First steps with Scala revisited: bash and python strikes back


I’ve received a good ammount of positive feedback on my previous article on scala.

A couple of readers prefered the bash one-liner version, and many of them argued that for such a simple task it was preferable a bash or python script. Luckily all of them understood that this was just a (maybe lousy, I admmit) excuse to give scala a try, and talk a little bit about functional programming, type inference, interacting with java, higher order functions, and, well, scala itself.
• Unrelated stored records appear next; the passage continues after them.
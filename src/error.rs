use axum::{
    http::StatusCode,
    response::{Html, IntoResponse, Response},
};

use crate::{store::StoreError, tmdb::CatalogError};

#[derive(Debug)]
pub enum AppError {
    NotFound(String),
    Conflict(String),
    Upstream(String),
    Internal(anyhow::Error),
}

impl std::fmt::Display for AppError {
    fn fmt(&self, f: &mut std::fmt::Formatter<'_>) -> std::fmt::Result {
        match self {
            Self::NotFound(msg) | Self::Conflict(msg) | Self::Upstream(msg) => f.write_str(msg),
            Self::Internal(err) => std::fmt::Display::fmt(err, f),
        }
    }
}

impl std::error::Error for AppError {}

impl AppError {
    pub fn status(&self) -> StatusCode {
        match self {
            Self::NotFound(_) => StatusCode::NOT_FOUND,
            Self::Conflict(_) => StatusCode::CONFLICT,
            Self::Upstream(_) => StatusCode::BAD_GATEWAY,
            Self::Internal(_) => StatusCode::INTERNAL_SERVER_ERROR,
        }
    }
}

impl From<anyhow::Error> for AppError {
    fn from(err: anyhow::Error) -> Self {
        Self::Internal(err)
    }
}

impl From<StoreError> for AppError {
    fn from(err: StoreError) -> Self {
        match err {
            StoreError::NotFound(_) => Self::NotFound(err.to_string()),
            StoreError::Duplicate { .. } => Self::Conflict(err.to_string()),
            StoreError::Database(_) => Self::Internal(anyhow::Error::new(err)),
        }
    }
}

impl From<CatalogError> for AppError {
    fn from(err: CatalogError) -> Self {
        tracing::warn!(error = %err, "movie catalog failure");
        Self::Upstream(err.to_string())
    }
}

impl IntoResponse for AppError {
    fn into_response(self) -> Response {
        let status = self.status();
        let message = match self {
            Self::Internal(err) => {
                tracing::error!(error = ?err, "internal server error");
                "Something went wrong on our side.".to_string()
            },
            other => other.to_string(),
        };
        (status, Html(crate::templates::error_page(status, &message))).into_response()
    }
}

pub type AppResult<T> = Result<T, AppError>;
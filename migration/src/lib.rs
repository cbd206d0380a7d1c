pub use sea_orm_migration::prelude::*;

mod m20250101_000001_create_movies;

pub struct Migrator;

#[async_trait::async_trait]
impl MigratorTrait for Migrator {
    fn migrations() -> Vec<Box<dyn MigrationTrait>> {
        vec![Box::new(m20250101_000001_create_movies::Migration)]
    }
}
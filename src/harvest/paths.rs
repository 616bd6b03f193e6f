//! Output paths for harvested records.
//!
//! Identifiers become file names through a [`FilenamePolicy`]; every set and
//! file name is then resolved with [`safe_child`], which refuses anything that
//! would land outside its parent directory.

use serde::{Deserialize, Serialize};
use std::path::{Component, Path, PathBuf};

use crate::harvest::traits::HarvestError;

/// How identifiers are turned into file names.
#[derive(Debug, Clone, Copy, Default, PartialEq, Eq, Serialize, Deserialize)]
#[serde(rename_all = "kebab-case")]
pub enum FilenamePolicy {
    /// Replace every `:` with `-` and leave everything else untouched
    #[default]
    ColonToDash,

    /// Replace every character outside `[A-Za-z0-9._-]` with `-`
    Portable,
}

impl FilenamePolicy {
    pub fn file_name(&self, identifier: &str) -> String {
        match self {
            FilenamePolicy::ColonToDash => identifier.replace(':', "-"),
            FilenamePolicy::Portable => identifier
                .chars()
                .map(|c| {
                    if c.is_ascii_alphanumeric() || matches!(c, '.' | '_' | '-') {
                        c
                    } else {
                        '-'
                    }
                })
                .collect(),
        }
    }
}

/// Resolves `name` as a single entry directly inside `parent`.
///
/// # Errors
///
/// Returns [`HarvestError::PathTraversal`] if `name` is empty, absolute,
/// contains `..`, or has more than one path component.
pub fn safe_child(parent: &Path, name: &str) -> Result<PathBuf, HarvestError> {
    let reject = || HarvestError::PathTraversal {
        attempted: name.to_string(),
    };

    // Separators are checked on the raw string; `Path::components` would
    // quietly drop a trailing one.
    if name.is_empty() || name.contains('/') || name.contains(std::path::MAIN_SEPARATOR) {
        return Err(reject());
    }

    let mut components = Path::new(name).components();
    match (components.next(), components.next()) {
        (Some(Component::Normal(_)), None) => Ok(parent.join(name)),
        _ => Err(reject()),
    }
}

#[cfg(test)]
mod tests {
    use super::*;

    #[test]
    fn test_colon_to_dash() {
        let policy = FilenamePolicy::default();
        assert_eq!(policy.file_name("oai:example.org:123"), "oai-example.org-123");
        assert_eq!(policy.file_name("plain"), "plain");
        assert_eq!(policy.file_name("a b?c"), "a b?c");
    }

    #[test]
    fn test_portable() {
        let policy = FilenamePolicy::Portable;
        assert_eq!(policy.file_name("oai:example.org:123"), "oai-example.org-123");
        assert_eq!(policy.file_name("a b?c*d"), "a-b-c-d");
        assert_eq!(policy.file_name("x/../y"), "x-..-y");
    }

    #[test]
    fn test_safe_child_accepts_plain_names() {
        let parent = Path::new("/tmp/out");
        assert_eq!(
            safe_child(parent, "oai-x-1").unwrap(),
            PathBuf::from("/tmp/out/oai-x-1")
        );
        assert!(safe_child(parent, "file..name").is_ok());
    }

    #[test]
    fn test_safe_child_rejects_path_traversal() {
        let parent = Path::new("/tmp/out");
        for name in ["", ".", "..", "../etc", "/etc/passwd", "a/b", "a/"] {
            assert!(
                matches!(safe_child(parent, name), Err(HarvestError::PathTraversal { .. })),
                "{:?} should be rejected",
                name
            );
        }
    }
}
use serde::{Deserialize, Serialize};
use std::collections::BTreeSet;
use std::path::PathBuf;

/// One repository to harvest from, with the sets of documents to fetch.
#[derive(Debug, Clone, PartialEq, Eq, Serialize, Deserialize)]
pub struct RepositoryTask {
    pub name: String,
    pub base_url: String,       // OAI-PMH endpoint, without the query string
    pub metadata_prefix: String, // e.g. "oai_dc"
    pub destination: PathBuf,
    pub sets: Vec<OutputSet>,
}

impl RepositoryTask {
    pub fn new(
        name: impl Into<String>,
        base_url: impl Into<String>,
        metadata_prefix: impl Into<String>,
        destination: impl Into<PathBuf>,
    ) -> Self {
        Self {
            name: name.into(),
            base_url: base_url.into(),
            metadata_prefix: metadata_prefix.into(),
            destination: destination.into(),
            sets: Vec::new(),
        }
    }

    pub fn with_set(mut self, set: OutputSet) -> Self {
        self.sets.push(set);
        self
    }

    /// Total number of identifiers across all sets.
    pub fn document_count(&self) -> usize {
        self.sets.iter().map(|s| s.identifiers.len()).sum()
    }
}

/// A named group of identifiers that share an output directory.
///
/// Identifiers are kept in a `BTreeSet`, so iteration is always in ascending
/// order and duplicates collapse.
#[derive(Debug, Clone, PartialEq, Eq, Serialize, Deserialize)]
pub struct OutputSet {
    pub name: String,
    pub identifiers: BTreeSet<String>,
}

impl OutputSet {
    pub fn new<I, S>(name: impl Into<String>, identifiers: I) -> Self
    where
        I: IntoIterator<Item = S>,
        S: Into<String>,
    {
        Self {
            name: name.into(),
            identifiers: identifiers.into_iter().map(Into::into).collect(),
        }
    }
}
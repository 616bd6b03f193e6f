//! Harvest module - per-set record retrieval and response classification.
//!
//! - **Classification**: [`classify`] maps a raw `GetRecord` response to a [`FetchOutcome`]
//! - **Paths**: identifier-to-file-name policy and traversal guard
//! - **Reports**: counters per set, task and run
//! - **Pipeline**: sequential set/document executor via [`pipeline::HarvestPipeline`]

pub mod classify;
pub mod paths;
pub mod pipeline;
pub mod traits;

#[cfg(test)]
pub(crate) mod mock;

// Re-export commonly used types
pub use classify::classify;
pub use paths::{safe_child, FilenamePolicy};
pub use pipeline::{ensure_directory, get_record_url, HarvestPipeline};
pub use traits::{
    DocumentFailure, FetchOutcome, HarvestError, MalformedReason, RunReport, SetReport, TaskReport,
};
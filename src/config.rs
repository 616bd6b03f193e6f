//! Run configuration.
//!
//! [`HarvestConfig`] carries everything the binary needs for one run. The
//! [`Verbosity`] it holds is handed to the executor and pipeline when they are
//! built; nothing reads it from global state.

use serde::{Deserialize, Serialize};
use std::collections::BTreeSet;
use std::path::PathBuf;
use std::time::Duration;

use crate::harvest::FilenamePolicy;

/// Default task file, relative to the working directory.
pub const DEFAULT_TASK_FILE: &str = "config.xml";

/// How much the harvest reports while it runs.
///
/// Ordered: each level includes everything the lower ones report.
#[derive(Debug, Clone, Copy, Default, PartialEq, Eq, PartialOrd, Ord, Serialize, Deserialize)]
#[serde(rename_all = "lowercase")]
pub enum Verbosity {
    /// Nothing at all
    #[default]
    Quiet,

    /// Directory errors and per-set summaries
    Summary,

    /// Task and set progress, one line per document
    Progress,

    /// Request URLs, HTTP status, loaded tasks
    Trace,
}

impl Verbosity {
    /// Maps a repeated `-v` count onto a level.
    pub fn from_count(count: u8) -> Self {
        match count {
            0 => Verbosity::Quiet,
            1 => Verbosity::Summary,
            2 => Verbosity::Progress,
            _ => Verbosity::Trace,
        }
    }

    pub fn shows(self, level: Verbosity) -> bool {
        level != Verbosity::Quiet && self >= level
    }

    /// Default `tracing` directive for this level.
    pub fn filter_directive(self) -> &'static str {
        match self {
            Verbosity::Quiet => "off",
            Verbosity::Summary | Verbosity::Progress => "info",
            Verbosity::Trace => "debug",
        }
    }
}

/// Settings for one harvest run.
#[derive(Debug, Clone, PartialEq, Eq, Serialize, Deserialize)]
pub struct HarvestConfig {
    pub task_file: PathBuf,

    /// Directory to change into before reading the task file
    pub work_dir: Option<PathBuf>,

    /// Only harvest these repository ids; `None` means all
    pub repositories: Option<BTreeSet<String>>,

    pub verbosity: Verbosity,
    pub filename_policy: FilenamePolicy,

    /// Per-request HTTP timeout; no timeout when unset
    pub fetch_timeout: Option<Duration>,

    /// Where to write the JSON run report, if anywhere
    pub report_path: Option<PathBuf>,
}

impl Default for HarvestConfig {
    fn default() -> Self {
        Self {
            task_file: PathBuf::from(DEFAULT_TASK_FILE),
            work_dir: None,
            repositories: None,
            verbosity: Verbosity::default(),
            filename_policy: FilenamePolicy::default(),
            fetch_timeout: None,
            report_path: None,
        }
    }
}

/// Parses a comma separated repository list. Blank entries are dropped, and an
/// empty list means "all repositories".
pub fn parse_repository_list(list: &str) -> Option<BTreeSet<String>> {
    let repos: BTreeSet<String> = list
        .split(',')
        .map(str::trim)
        .filter(|s| !s.is_empty())
        .map(str::to_string)
        .collect();

    if repos.is_empty() {
        None
    } else {
        Some(repos)
    }
}

#[cfg(test)]
mod tests {
    use super::*;

    #[test]
    fn test_verbosity_from_count() {
        assert_eq!(Verbosity::from_count(0), Verbosity::Quiet);
        assert_eq!(Verbosity::from_count(1), Verbosity::Summary);
        assert_eq!(Verbosity::from_count(2), Verbosity::Progress);
        assert_eq!(Verbosity::from_count(3), Verbosity::Trace);
        assert_eq!(Verbosity::from_count(9), Verbosity::Trace);
    }

    #[test]
    fn test_verbosity_shows() {
        assert!(!Verbosity::Quiet.shows(Verbosity::Summary));
        assert!(!Verbosity::Quiet.shows(Verbosity::Quiet));
        assert!(Verbosity::Summary.shows(Verbosity::Summary));
        assert!(!Verbosity::Summary.shows(Verbosity::Progress));
        assert!(Verbosity::Trace.shows(Verbosity::Progress));
    }

    #[test]
    fn test_parse_repository_list() {
        assert_eq!(parse_repository_list(""), None);
        assert_eq!(parse_repository_list(" , "), None);

        let repos = parse_repository_list("b, a,,b").unwrap();
        assert_eq!(repos.into_iter().collect::<Vec<_>>(), vec!["a", "b"]);
    }

    #[test]
    fn test_default_config() {
        let config = HarvestConfig::default();
        assert_eq!(config.task_file, PathBuf::from("config.xml"));
        assert_eq!(config.verbosity, Verbosity::Quiet);
        assert_eq!(config.filename_policy, FilenamePolicy::ColonToDash);
        assert!(config.fetch_timeout.is_none());
    }
}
Nevertheless, to make justice to bash and scala, I took some advices from the discussion at hacer news, and even though I’m no bash nor python expert, with some googling around I managed to reproduce the funcionality of the scala script.

Bash eight-liner version

Well, here’s the bash version:

total_size=$(du --summarize *.textile --total | tail -n 1 | cut -f 1)
translated_files=$(grep -L "Esta página todavía no ha sido traducida al castellano" *.textile)
translated_size=$(echo $translated_files | tr '\n ' '\0' | xargs -0 du --summarize --total | tail -n 1 | cut -f 1)
translated_percent=$(($translated_size*100/$total_size))
echo "translated size: ${translated_size}kb/${total_size}kb ${translated_percent}% \
(pending $(($total_size-$translated_size))kb $((100-$translated_percent))%)"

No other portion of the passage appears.